## Work item
Your answer is a copy of every line in the records where "defaults" appears.

## Task data
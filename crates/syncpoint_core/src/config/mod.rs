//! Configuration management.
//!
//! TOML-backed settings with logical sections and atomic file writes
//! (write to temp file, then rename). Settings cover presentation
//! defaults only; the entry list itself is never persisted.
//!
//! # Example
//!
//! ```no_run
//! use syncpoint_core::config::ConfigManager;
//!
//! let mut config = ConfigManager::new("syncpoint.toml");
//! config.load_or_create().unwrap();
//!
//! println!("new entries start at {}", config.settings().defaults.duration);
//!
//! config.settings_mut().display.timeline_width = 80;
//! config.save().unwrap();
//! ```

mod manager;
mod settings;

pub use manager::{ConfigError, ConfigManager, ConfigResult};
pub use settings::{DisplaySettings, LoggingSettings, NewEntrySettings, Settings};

==

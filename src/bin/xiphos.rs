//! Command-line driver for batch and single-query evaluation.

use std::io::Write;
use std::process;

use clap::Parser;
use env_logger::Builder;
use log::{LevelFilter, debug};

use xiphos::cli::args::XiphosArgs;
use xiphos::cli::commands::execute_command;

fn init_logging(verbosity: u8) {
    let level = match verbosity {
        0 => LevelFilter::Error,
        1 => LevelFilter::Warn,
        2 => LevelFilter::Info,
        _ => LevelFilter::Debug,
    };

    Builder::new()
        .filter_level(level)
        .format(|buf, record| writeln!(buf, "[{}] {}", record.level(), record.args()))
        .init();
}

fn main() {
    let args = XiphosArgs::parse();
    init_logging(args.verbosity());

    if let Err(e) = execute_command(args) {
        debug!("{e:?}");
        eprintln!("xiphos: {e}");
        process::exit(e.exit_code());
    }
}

## Task response
//! defaults only; the entry list itself is never persisted.
//! println!("new entries start at {}", config.settings().defaults.duration);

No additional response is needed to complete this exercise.